Refer to tools/train_net.py to rewrite tools/my_train_net.py with your modified _trainer and hooks. The next subsection will introduce how to modify them.

# tools/my_train_net.py

import ...
from libai.engine import DefaultTrainer
from path_to_myhook import myhook
from path_to_mytrainer import _mytrainer

class MyTrainer(DefaultTrainer):
    def __init__(self, cfg):
        super().__init__(cfg)

        # add your _trainer according to your own needs
        # NOTE: run_step() is overwrited in your _trainer
        self._trainer = _mytrainer()

    def build_hooks(self):
        ret = [
            hooks.IterationTimer(),
            hooks.LRScheduler(),
            hooks.PeriodicCheckpointer(self.checkpointer, self.cfg.train.checkpointer.period),
        ]
        # add your hook according to your own needs
        # NOTE: all hooks will be called sequentially 
        ret.append(myhook()) 

        ...

        if dist.is_main_process():
            ret.append(hooks.PeriodicWriter(self.build_writers(), self.cfg.train.log_period))
        return ret

logger = logging.getLogger("libai." + __name__)

def main(args):
    ...

    trainer = MyTrainer(cfg)
    return trainer.train()


if __name__ == "__main__":
    args = default_argument_parser().parse_args()
    main(args)

Using trainer & hook system means there will always be some non-standard behaviors which is hard to support in LiBai, especially for research. Therefore, we intentionally keep the trainer & hook system minimal, rather than powerful.

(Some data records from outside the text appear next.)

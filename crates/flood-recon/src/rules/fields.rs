//! Pure field-comparison checks: values already normalized by extraction,
//! compared and tiered with no I/O.

use super::{RuleCheck, RuleLog, RuleOutcome};
use crate::extraction::{ContextUpdate, FieldContext};
use crate::normalize::{address, address::AddressTier, dates, normalize};
use crate::reference::ReferenceTables;
use chrono::{Datelike, NaiveDate};

/// Rule 1: the certificate's composed address against the application's
/// property address, scored through the address canonicalizer.
pub(crate) fn verify_address(ctx: &FieldContext, tables: &ReferenceTables) -> RuleOutcome {
    let mut log = RuleLog::new(RuleCheck::AddressMatch);
    log.note(format!("Certificate address: {}", ctx.address_certificate));
    log.note(format!("Application address: {}", ctx.address_application));

    if ctx.street_number_certificate == ctx.street_number_application {
        log.note("Street number matches on certificate and application.");
    } else {
        log.note("Street number does not match on certificate and application.");
    }

    let comparison = address::compare(
        &ctx.address_certificate,
        &ctx.address_application,
        &tables.street_suffixes,
        &tables.state_abbreviations,
    );

    match comparison.tier {
        AddressTier::Matched => log.pass(format!(
            "Addresses match on certificate and application (similarity {:.0}).",
            comparison.score
        )),
        AddressTier::HighSimilarity => log.warn(format!(
            "Addresses have high similarity ({:.0}). Underwriting review required.",
            comparison.score
        )),
        AddressTier::NotMatched => log.fail(format!(
            "Property address on the certificate does not match the application (similarity {:.0}). Underwriting review required.",
            comparison.score
        )),
    }

    log.finish_with(Vec::new())
}

/// Rule 4: CBRS/OPA designations against the application's flag. A building
/// inside a protected area needs additional documentation regardless of the
/// match outcome.
pub(crate) fn verify_cbrs_opa(ctx: &FieldContext) -> RuleOutcome {
    let mut log = RuleLog::new(RuleCheck::CbrsOpa);
    let application = normalize(&ctx.cbrs_opa_application);
    let cbrs = normalize(&ctx.cbrs_certificate);
    let opa = normalize(&ctx.opa_certificate);

    if application != cbrs || application != opa {
        log.fail("CBRS/OPA details do not match.");
    } else {
        log.pass("CBRS/OPA details match the application.");
    }

    if cbrs == "yes" || opa == "yes" {
        log.note("Area is in CBRS/OPA; additional documentation required.");
    } else {
        log.note("Area is not in CBRS/OPA; additional documentation not required.");
    }

    log.finish_with(Vec::new())
}

/// Rule 5: certificate elevation source against the application's
/// course-of-construction answer.
pub(crate) fn verify_construction_status(ctx: &FieldContext) -> RuleOutcome {
    let mut log = RuleLog::new(RuleCheck::ConstructionStatus);
    let certificate = normalize(&ctx.construction_status_certificate);
    let application = normalize(&ctx.construction_status_application);

    if certificate == "finishedconstruction" && application == "yes" {
        log.fail("Construction status mismatched. Confirm the construction status of the building.");
    } else if certificate == "finishedconstruction" && application == "no" {
        log.pass("Construction status matches on certificate and application.");
    } else if certificate == "buildingunderconstruction" && application == "yes" {
        log.pass("Construction status matches on certificate and application.");
    }

    let drawings_or_in_progress = matches!(
        certificate.as_str(),
        "constructiondrawings" | "buildingunderconstruction" | "underconstruction"
    );
    if drawings_or_in_progress && application == "yes" {
        log.warn("A finished construction elevation certificate is required.");
    }

    if log.is_empty() {
        log.warn("Construction status is missing or unrecognized on one or both documents.");
    }

    log.finish_with(Vec::new())
}

/// Rule 6: Section C usage plus certifier name and license presence.
pub(crate) fn verify_certifier(ctx: &FieldContext) -> RuleOutcome {
    let mut log = RuleLog::new(RuleCheck::Certifier);

    let section_c_used = ctx.uses_section('c');
    if section_c_used {
        log.pass("Section C measurements are used in the application.");
    } else {
        log.fail("Section C measurements are not used in the application.");
    }

    if section_c_used {
        if ctx.certifier_name.is_empty() {
            log.fail("Please review. Certifier name is not present on the certificate.");
        } else {
            log.pass(format!(
                "Certifier name '{}' is present on the certificate.",
                ctx.certifier_name
            ));
        }

        if ctx.certifier_license.is_empty() {
            log.fail("Please review. Certifier's license number is not present on the certificate.");
        } else {
            log.pass(format!(
                "Certifier's license number '{}' is present on the certificate.",
                ctx.certifier_license
            ));
        }
    }

    log.finish_with(Vec::new())
}

/// FIRM reconciliation: zone, panel suffix, and index date across both
/// sources. Priority resolution activates only when the dates and suffixes
/// already agree; otherwise the later revision overwrites all three fields
/// for every later consumer.
pub(crate) fn verify_firm_reconciliation(
    ctx: &FieldContext,
    tables: &ReferenceTables,
) -> RuleOutcome {
    let mut log = RuleLog::new(RuleCheck::FirmReconciliation);
    let mut updates = Vec::new();

    if ctx.firm_date_application == ctx.firm_date_certificate {
        log.pass("FIRM index date matches on certificate and application.");

        if ctx.suffix_application == ctx.suffix_certificate {
            if ctx.flood_zone_application == ctx.flood_zone_certificate {
                log.pass("Flood zones and panel suffix match on certificate and application.");
            } else {
                log.warn("Panel suffix matched, but flood zones differ. Assigning the highest priority zone.");

                let application_rank = tables.zone_rank(&ctx.flood_zone_application);
                let certificate_rank = tables.zone_rank(&ctx.flood_zone_certificate);
                let (authoritative, source) = if application_rank < certificate_rank {
                    (ctx.flood_zone_application.clone(), "application")
                } else {
                    (ctx.flood_zone_certificate.clone(), "certificate")
                };
                log.note(format!(
                    "Zone '{}' from the {} has the higher priority and becomes authoritative.",
                    authoritative.to_uppercase(),
                    source
                ));
                updates.push(ContextUpdate::AuthoritativeZone(authoritative));
            }
        } else if ctx.flood_zone_application == ctx.flood_zone_certificate {
            log.warn("Flood zones matched but panel suffix does not. Underwriting review required.");
        } else {
            log.fail("Neither the flood zones nor the panel suffix match.");
        }
    } else {
        match dates::latest_of(&ctx.firm_date_application, &ctx.firm_date_certificate) {
            Ok(latest) => {
                let (zone, suffix, firm_date) = if latest == ctx.firm_date_application {
                    (
                        ctx.flood_zone_application.clone(),
                        ctx.suffix_application.clone(),
                        ctx.firm_date_application.clone(),
                    )
                } else {
                    (
                        ctx.flood_zone_certificate.clone(),
                        ctx.suffix_certificate.clone(),
                        ctx.firm_date_certificate.clone(),
                    )
                };
                log.warn(format!(
                    "FIRM index dates do not match; adopting the later revision dated {firm_date}."
                ));
                updates.push(ContextUpdate::FirmRevision {
                    zone,
                    suffix,
                    firm_date,
                });
            }
            Err(err) => {
                log.warn(format!(
                    "FIRM index dates do not match and could not be compared: {err}."
                ));
            }
        }
    }

    log.finish_with(updates)
}

/// Form validation: the certificate's printed expiration date and the survey
/// date must fall inside one of the published form-cycle window pairs, with
/// hard cutoffs for pre-2003 expirations and pre-October-2000 surveys.
pub(crate) fn verify_form_validity(ctx: &FieldContext, tables: &ReferenceTables) -> RuleOutcome {
    let mut log = RuleLog::new(RuleCheck::FormValidity);

    if ctx.expiration_date.trim().is_empty() {
        log.fail("Certificate expiration date could not be found.");
    }
    if ctx.survey_date.trim().is_empty() {
        log.fail("Survey date could not be found.");
    }
    if !log.is_empty() {
        return log.finish_with(Vec::new());
    }

    let expiration = dates::canonicalize(&ctx.expiration_date);
    let survey = dates::canonicalize(&ctx.survey_date);

    match (expiration, survey) {
        (Ok(expiration), Ok(survey)) => {
            let in_cycle = tables.validity_windows.iter().any(|window| {
                expiration >= window.expiration_start
                    && expiration <= window.expiration_end
                    && survey >= window.survey_start
                    && window.survey_end.map(|end| survey <= end).unwrap_or(true)
            });

            if in_cycle {
                log.pass("Certificate is signed within a valid form cycle.");
            } else {
                log.warn(
                    "The certificate appears to be signed on an invalid date. Underwriting \
                     review required.",
                );
            }

            if expiration.year() < 2003 {
                log.fail("Certificate expiration is earlier than 2003. Underwriting review required.");
            }

            let survey_cutoff =
                NaiveDate::from_ymd_opt(2000, 10, 1).expect("static reference date");
            if survey < survey_cutoff {
                log.fail("Survey date is earlier than 10/01/2000. Underwriting review required.");
            }
        }
        (expiration, survey) => {
            if let Err(err) = expiration {
                log.warn(format!("Could not parse the expiration date: {err}."));
            }
            if let Err(err) = survey {
                log.warn(format!("Could not parse the survey date: {err}."));
            }
        }
    }

    log.finish_with(Vec::new())
}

Customize Hooks in Trainer

You can customize your own hooks for some extra tasks during training.

HookBase in libai/engine/trainer.py provides a standard behavior for you to use hook. You can overwirte its function according to your own needs. Please refer to libai/engine/hooks.py for more details.

class HookBase:
    def before_train(self):
        """
        Called before the first iteration.
        """

    def after_train(self):
        """
        Called after the last iteration.
        """

    def before_step(self):
        """
        Called before each iteration.
        """

    def after_step(self):
        """
        Called after each iteration.
        """

Depending on the functionality of the hook, you can specify what the hook will do at each stage of the training in before_train, after_train, before_step, after_step. For example, to print iter in trainer during training:

class InfoHook(HookBase):
    def before_train(self):
        logger.info(f"start training at {self.trainer.iter}")

    def after_train(self):
        logger.info(f"end training ad {self.trainer.iter}")

    def after_step(self):
        if self.trainer.iter % 100 == 0:
            logger.info(f"iteration {self.trainer.iter}!")

Then you can import your hook in tools/my_train_net.py

Modify train_step in Trainer

LiBai provides EagerTrainer and GraphTrainer in libai/engine/trainer.py by default. EagerTrainer is used in eager mode, while GraphTrainer is used in graph mode, and the mode is determined by the graph.enabled parameter in your config.py.

For more details about eager and graph mode, please refer to oneflow doc.

For example, using a temp variable to keep the model’s output in run_step:

class MyEagerTrainer(EagerTrainer):

    def __init__(self, model, data_loader, optimizer, grad_acc_steps=1):
        super().__init__(model, data_loader, optimizer, grad_acc_steps)
        self.previous_output = None

    def run_step(self, get_batch: Callable):
        ...
        loss_dict = self.model(**data)
        self.previous_output = loss_dict
        ...

Then you can set your MyEagerTrainer as self.trainer in tools/my_train_net.py

Logging of Metrics

During training, the trainer put metrics to a centralized EventStorage. The following code can be used to access it and log metrics to it:

from libai.utils.events import get_event_storage

# inside the model:
if self.training:
    value = # compute the value from inputs
    storage = get_event_storage()
    storage.put_scalar("some_accuracy", value)

See EventStorage for more details.

Metrics are then written to various destinations with EventWriter. Metrics information will be written to {cfg.train.output_dir}/metrics.json. DefaultTrainer enables a few EventWriter with default configurations. See above for how to customize them.